Hall was already wealthy when his brother Thomas, who was manager of the Rockhampton branch of the Queensland National Bank, invited him to join the syndicate formed to develop the Mount Morgan mine. The Halls and their associates resisted nine attempts to jump their claim, two of which reached the Privy Council. On 1 October 1886 the Mount Morgan Gold Mining Co. Ltd, with capital of £1 million, was registered in Queensland. The mine yielded gold and copper worth over £19 million and paid £8,079,166 in dividends by 1913. Hall was a major shareholder, a director of the company and chairman of the Sydney board. He was also a director of the Mercantile Mutual Insurance Co. Ltd, and the Sydney Meat Preserving Co. Ltd, and engaged briefly with associates in unprofitable railway contracting.
Hall never attempted to make a splash in Sydney society, did not entertain lavishly, and was regarded as rather mean in this regard, but he liked 'to give the boys a good time' on his annual visits to Mount Morgan (which he continued until 1910). Irrespective of rank he welcomed employees at dinners and convivial gatherings and also entertained the Mount Morgan children, in whom he took a great interest. He gave generously to the town's educational and other institutions.
When in Sydney Hall seldom missed a race meeting. He was a committee-member of the Australian Jockey Club in 1873-1911; his horses included the Sydney winners: Garfield (Sires' Produce Stakes, 1884), Delaware (Doncaster, 1895) and Reviver (Champagne Stakes, 1899). When Reviver won the Metropolitan in 1900, Hall anonymously gave £1000 to charities. He also engaged in coursing. Benevolent and generous, he made large donations to public institutions and also helped individuals; many of his benefactions were anonymous, but not the £5000 he contributed to the Patriotic Fund during the South African War and the £10,000 which he gave to the Dreadnought Fund.

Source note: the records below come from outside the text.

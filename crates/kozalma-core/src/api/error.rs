use thiserror::Error;

use crate::messages::Phrase;

/// Result of every backend call: `Ok(payload)`, `Err(Unauthorized)` or another failure.
pub type ApiCallOutcome<T> = Result<T, ApiError>;

#[derive(Error, Debug)]
pub enum ApiError {
    #[error("Unauthorized - token may be expired")]
    Unauthorized,

    #[error("Request failed with status {status}: {body}")]
    Status { status: u16, body: String },

    #[error("Network error: {0}")]
    Network(#[from] reqwest::Error),

    #[error("Invalid response: {0}")]
    InvalidResponse(String),
}

/// Maximum length for error response bodies in error messages
const MAX_ERROR_BODY_LENGTH: usize = 500;

impl ApiError {
    /// Truncate a response body to avoid logging excessive data
    fn truncate_body(body: &str) -> String {
        if body.len() <= MAX_ERROR_BODY_LENGTH {
            return body.to_string();
        }
        let mut end = MAX_ERROR_BODY_LENGTH;
        while !body.is_char_boundary(end) {
            end -= 1;
        }
        format!("{}... (truncated, {} total bytes)", &body[..end], body.len())
    }

    pub fn from_status(status: reqwest::StatusCode, body: &str) -> Self {
        match status.as_u16() {
            401 => ApiError::Unauthorized,
            code => ApiError::Status {
                status: code,
                body: Self::truncate_body(body),
            },
        }
    }

    pub fn is_unauthorized(&self) -> bool {
        matches!(self, ApiError::Unauthorized)
    }

    pub fn phrase(&self) -> Phrase {
        match self {
            ApiError::Unauthorized => Phrase::SessionExpired,
            ApiError::Network(_) => Phrase::NetworkError,
            ApiError::Status { status: 502..=504, .. } => Phrase::ServiceUnavailable,
            ApiError::Status { .. } | ApiError::InvalidResponse(_) => Phrase::ScanFailed,
        }
    }
}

At St Paul's Anglican Church, Melbourne, Hall had married Eliza Rowdon Kirk on 15 April 1874. She was born on 26 November 1847 in Melbourne, eldest daughter of George Kirk, a Yorkshire-born butcher, and his wife Elizabeth, née Wippell, from Devon. George Kirk, after engaging in various pursuits, had acquired large pastoral interests in partnership with Richard Goldsbrough and represented East Bourke in the Legislative Assembly of Victoria in 1861-64. In 1887 Walter and Eliza Hall visited England and remained away for over a year.
Wildfell, their home at Potts Point, Sydney, was a large two-storeyed house with the garden extending to the water. Eliza, who loved good jewellery, filled the house and her Melbourne residence with pictures—among them landscapes by Bernard Evans and Alfred Breanski and portraits by Hoppner, Romney and, reputedly, Gainsborough—bronzes, marble statues, china and glass. In the large entrance hall lived an enormous, colourful Brazilian macaw and a chatty cockatoo. Mrs Hall took daily 'carriage exercise'. Childless, she undertook the care of two young orphaned cousins, sending them to boarding schools and in the holidays making them feel that Wildfell was their home.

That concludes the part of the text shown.